Dataset entries
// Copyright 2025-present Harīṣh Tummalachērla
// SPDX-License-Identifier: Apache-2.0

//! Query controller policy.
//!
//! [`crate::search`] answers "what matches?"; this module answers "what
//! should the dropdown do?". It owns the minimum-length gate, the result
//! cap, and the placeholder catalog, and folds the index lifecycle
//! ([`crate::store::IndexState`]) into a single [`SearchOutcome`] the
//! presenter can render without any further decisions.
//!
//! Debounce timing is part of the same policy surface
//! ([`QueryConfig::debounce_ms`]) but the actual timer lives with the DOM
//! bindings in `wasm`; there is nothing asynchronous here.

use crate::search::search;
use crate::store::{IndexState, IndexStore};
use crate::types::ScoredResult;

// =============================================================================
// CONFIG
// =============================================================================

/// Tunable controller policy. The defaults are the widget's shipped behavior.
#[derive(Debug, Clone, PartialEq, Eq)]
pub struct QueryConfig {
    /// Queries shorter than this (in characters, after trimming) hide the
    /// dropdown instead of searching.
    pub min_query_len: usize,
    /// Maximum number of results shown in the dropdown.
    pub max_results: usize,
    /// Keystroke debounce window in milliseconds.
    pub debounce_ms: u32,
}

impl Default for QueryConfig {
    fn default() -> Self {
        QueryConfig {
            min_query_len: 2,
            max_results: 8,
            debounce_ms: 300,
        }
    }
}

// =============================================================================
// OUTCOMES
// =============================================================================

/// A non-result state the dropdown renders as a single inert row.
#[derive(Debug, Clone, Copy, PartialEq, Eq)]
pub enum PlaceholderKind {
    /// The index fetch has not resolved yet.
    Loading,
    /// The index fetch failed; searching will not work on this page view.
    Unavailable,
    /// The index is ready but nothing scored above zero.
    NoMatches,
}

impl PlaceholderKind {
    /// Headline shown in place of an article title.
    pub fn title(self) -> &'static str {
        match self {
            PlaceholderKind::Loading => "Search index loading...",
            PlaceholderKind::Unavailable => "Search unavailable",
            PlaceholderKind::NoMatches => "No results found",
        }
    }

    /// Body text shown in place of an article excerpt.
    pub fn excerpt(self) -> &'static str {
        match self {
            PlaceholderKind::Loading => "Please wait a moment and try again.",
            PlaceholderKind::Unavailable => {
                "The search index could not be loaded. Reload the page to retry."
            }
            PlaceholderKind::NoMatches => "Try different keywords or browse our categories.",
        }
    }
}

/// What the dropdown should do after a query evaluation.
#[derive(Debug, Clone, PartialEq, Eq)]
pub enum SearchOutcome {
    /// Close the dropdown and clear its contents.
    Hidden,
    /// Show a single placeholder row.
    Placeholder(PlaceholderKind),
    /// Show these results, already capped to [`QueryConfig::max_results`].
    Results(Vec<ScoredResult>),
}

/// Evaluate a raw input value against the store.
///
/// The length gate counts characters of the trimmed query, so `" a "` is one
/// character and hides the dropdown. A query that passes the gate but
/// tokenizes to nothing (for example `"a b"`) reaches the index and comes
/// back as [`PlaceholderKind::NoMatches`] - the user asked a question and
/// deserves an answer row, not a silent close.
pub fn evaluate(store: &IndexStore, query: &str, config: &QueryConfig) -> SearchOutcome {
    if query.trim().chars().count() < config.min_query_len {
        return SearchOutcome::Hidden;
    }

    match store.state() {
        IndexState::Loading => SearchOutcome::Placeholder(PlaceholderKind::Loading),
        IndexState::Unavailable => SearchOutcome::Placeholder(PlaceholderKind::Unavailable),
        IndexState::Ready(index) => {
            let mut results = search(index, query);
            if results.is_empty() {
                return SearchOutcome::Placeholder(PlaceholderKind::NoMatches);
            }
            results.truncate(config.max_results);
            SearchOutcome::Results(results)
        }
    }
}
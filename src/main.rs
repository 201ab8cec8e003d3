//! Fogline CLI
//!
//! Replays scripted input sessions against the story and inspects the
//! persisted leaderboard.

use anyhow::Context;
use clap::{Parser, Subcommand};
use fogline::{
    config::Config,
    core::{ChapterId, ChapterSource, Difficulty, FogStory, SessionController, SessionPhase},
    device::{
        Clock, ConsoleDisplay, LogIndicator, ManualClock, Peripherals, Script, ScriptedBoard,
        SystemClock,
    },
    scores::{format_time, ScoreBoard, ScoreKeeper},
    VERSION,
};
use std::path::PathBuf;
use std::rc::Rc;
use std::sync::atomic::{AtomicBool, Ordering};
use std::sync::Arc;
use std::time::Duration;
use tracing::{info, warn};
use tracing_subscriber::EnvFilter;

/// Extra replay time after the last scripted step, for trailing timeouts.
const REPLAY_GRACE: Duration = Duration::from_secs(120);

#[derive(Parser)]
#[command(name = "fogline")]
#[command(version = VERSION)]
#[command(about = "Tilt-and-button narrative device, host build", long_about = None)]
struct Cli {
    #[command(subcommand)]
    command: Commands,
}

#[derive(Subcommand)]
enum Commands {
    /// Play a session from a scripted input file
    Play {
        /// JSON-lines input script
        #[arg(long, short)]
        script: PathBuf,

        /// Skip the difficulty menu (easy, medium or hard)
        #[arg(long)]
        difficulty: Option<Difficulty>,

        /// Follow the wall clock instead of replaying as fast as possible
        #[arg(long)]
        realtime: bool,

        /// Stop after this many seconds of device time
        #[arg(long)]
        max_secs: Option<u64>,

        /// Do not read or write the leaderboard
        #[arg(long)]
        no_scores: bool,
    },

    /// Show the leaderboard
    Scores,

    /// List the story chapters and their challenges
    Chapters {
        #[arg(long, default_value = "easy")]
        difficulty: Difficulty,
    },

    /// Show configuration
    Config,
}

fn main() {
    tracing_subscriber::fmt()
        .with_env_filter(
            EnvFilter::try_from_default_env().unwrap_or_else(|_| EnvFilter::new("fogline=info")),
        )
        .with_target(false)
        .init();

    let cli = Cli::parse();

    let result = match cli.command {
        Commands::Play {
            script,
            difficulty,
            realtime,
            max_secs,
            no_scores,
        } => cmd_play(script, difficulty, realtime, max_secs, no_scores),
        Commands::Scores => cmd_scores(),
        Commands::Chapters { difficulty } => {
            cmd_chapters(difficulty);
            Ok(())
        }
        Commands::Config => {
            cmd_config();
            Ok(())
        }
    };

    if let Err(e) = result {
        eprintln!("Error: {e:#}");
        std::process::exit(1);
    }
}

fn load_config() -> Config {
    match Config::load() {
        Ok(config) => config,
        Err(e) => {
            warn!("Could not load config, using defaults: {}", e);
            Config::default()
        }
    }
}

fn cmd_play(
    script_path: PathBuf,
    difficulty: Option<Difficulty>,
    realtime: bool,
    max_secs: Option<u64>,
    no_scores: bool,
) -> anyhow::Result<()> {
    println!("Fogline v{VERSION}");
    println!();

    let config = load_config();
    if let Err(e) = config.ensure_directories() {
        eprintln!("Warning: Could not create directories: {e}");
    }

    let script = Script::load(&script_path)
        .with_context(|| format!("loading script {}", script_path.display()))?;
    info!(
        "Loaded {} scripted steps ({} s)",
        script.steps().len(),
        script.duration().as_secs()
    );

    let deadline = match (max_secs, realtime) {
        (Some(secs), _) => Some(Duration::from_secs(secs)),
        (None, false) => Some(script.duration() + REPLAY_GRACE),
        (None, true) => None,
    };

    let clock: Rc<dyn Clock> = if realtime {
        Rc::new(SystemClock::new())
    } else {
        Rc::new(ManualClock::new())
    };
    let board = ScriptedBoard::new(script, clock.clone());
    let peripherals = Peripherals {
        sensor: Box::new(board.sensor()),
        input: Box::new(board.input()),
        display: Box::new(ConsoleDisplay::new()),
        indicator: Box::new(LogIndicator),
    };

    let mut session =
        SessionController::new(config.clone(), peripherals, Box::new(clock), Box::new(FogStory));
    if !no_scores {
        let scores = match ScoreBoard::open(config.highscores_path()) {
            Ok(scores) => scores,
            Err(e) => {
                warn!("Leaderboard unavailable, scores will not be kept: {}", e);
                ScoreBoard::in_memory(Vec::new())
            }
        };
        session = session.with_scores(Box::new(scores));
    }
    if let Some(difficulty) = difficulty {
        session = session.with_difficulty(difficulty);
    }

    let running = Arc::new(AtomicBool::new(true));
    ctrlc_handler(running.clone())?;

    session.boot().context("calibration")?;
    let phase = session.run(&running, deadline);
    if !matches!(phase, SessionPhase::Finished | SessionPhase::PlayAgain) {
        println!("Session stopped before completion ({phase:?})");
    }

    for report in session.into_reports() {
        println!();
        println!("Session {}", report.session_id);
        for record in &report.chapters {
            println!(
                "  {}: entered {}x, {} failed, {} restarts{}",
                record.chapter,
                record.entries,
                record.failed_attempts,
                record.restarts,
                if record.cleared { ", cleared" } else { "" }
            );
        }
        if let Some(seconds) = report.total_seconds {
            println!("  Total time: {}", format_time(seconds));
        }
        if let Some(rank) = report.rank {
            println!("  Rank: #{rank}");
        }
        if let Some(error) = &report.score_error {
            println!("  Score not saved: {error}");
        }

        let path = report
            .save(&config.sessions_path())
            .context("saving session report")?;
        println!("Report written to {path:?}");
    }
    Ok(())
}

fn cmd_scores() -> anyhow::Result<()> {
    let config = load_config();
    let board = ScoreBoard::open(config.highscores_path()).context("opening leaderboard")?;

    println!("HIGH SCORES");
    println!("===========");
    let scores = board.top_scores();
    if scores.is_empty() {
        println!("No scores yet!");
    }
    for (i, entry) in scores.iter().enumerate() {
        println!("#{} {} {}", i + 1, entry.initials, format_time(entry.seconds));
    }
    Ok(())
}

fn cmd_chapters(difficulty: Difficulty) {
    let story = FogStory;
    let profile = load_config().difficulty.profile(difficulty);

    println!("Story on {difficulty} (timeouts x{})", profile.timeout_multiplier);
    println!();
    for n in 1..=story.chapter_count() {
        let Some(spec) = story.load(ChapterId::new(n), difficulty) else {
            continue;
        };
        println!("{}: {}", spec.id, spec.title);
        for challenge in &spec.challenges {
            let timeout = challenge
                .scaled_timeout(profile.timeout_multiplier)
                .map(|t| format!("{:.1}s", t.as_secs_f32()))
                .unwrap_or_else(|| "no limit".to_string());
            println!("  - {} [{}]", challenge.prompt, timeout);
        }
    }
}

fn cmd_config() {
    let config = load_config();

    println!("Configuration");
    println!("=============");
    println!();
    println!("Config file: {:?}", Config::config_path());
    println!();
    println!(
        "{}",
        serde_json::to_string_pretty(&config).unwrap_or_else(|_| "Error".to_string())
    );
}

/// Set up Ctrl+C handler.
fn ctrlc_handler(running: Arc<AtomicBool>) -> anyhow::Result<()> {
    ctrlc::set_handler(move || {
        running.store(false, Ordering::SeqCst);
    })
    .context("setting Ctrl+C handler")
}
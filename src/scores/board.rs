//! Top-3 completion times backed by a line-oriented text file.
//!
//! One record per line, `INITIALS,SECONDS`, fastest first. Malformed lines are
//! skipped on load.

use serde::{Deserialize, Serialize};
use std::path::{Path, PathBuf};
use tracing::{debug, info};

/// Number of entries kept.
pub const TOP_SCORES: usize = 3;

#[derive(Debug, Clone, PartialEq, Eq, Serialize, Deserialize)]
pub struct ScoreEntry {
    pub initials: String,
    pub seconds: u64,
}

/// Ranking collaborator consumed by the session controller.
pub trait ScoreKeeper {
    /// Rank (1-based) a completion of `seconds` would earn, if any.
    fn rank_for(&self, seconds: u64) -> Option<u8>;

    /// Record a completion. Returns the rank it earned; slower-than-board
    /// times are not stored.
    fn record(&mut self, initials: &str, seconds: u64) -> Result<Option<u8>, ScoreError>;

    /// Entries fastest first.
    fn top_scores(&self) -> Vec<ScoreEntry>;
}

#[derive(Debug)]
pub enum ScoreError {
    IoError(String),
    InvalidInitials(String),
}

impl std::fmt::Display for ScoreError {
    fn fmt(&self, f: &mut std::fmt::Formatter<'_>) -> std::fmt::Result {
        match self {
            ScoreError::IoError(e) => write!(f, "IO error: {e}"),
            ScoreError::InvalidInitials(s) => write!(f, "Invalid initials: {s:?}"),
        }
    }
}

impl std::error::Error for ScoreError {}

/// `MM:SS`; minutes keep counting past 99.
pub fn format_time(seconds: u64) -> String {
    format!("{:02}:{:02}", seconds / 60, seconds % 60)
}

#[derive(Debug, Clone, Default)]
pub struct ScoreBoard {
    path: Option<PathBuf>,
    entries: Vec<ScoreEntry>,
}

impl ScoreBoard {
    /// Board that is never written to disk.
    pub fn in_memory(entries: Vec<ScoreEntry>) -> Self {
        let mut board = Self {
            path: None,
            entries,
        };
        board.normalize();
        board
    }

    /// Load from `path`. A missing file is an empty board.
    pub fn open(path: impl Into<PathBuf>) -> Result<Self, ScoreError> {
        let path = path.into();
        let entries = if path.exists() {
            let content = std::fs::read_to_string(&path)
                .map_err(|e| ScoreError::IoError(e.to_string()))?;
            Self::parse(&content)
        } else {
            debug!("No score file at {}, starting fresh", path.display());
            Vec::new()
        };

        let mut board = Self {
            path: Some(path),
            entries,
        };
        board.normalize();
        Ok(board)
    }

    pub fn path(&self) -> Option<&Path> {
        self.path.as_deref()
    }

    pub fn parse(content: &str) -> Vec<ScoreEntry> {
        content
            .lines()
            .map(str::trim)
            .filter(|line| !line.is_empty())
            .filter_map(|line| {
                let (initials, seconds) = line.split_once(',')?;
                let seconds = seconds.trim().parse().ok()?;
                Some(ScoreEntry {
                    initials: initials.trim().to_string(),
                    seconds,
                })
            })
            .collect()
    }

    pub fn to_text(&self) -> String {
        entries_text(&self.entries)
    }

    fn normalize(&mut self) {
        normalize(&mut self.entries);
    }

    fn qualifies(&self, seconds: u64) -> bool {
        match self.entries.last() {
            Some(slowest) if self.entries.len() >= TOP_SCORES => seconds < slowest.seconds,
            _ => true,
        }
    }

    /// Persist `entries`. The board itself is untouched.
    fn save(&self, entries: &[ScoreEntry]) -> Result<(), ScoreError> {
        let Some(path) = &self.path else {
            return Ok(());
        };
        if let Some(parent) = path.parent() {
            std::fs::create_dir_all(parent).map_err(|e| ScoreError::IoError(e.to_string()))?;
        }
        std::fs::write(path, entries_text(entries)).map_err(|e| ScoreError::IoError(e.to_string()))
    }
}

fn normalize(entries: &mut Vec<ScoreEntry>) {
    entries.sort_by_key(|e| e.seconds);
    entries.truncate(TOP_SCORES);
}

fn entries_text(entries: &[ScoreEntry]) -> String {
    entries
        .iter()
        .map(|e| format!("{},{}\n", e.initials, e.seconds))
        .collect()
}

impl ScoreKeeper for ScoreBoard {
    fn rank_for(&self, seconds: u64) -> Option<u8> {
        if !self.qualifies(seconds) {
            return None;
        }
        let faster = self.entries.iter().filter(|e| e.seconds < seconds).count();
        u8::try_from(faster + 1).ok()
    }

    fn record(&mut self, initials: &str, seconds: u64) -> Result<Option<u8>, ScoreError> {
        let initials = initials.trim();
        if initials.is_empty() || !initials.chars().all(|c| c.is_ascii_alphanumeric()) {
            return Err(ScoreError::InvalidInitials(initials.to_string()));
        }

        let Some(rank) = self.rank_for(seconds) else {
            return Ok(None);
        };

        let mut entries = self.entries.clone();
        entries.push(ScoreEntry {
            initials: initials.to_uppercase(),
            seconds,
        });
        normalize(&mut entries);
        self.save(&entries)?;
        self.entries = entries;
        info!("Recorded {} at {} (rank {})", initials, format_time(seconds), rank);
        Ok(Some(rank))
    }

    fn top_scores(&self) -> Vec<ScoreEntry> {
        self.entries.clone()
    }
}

■ PROBLEM STATEMENT
Word for word, repeat the data from its first line through the line with "the index lifecycle", including both of those lines and no others.

■ SOLUTION FOR THIS EXERCISE
// Copyright 2025-present Harīṣh Tummalachērla
// SPDX-License-Identifier: Apache-2.0

//! Query controller policy.
//!
//! [`crate::search`] answers "what matches?"; this module answers "what
//! should the dropdown do?". It owns the minimum-length gate, the result
//! cap, and the placeholder catalog, and folds the index lifecycle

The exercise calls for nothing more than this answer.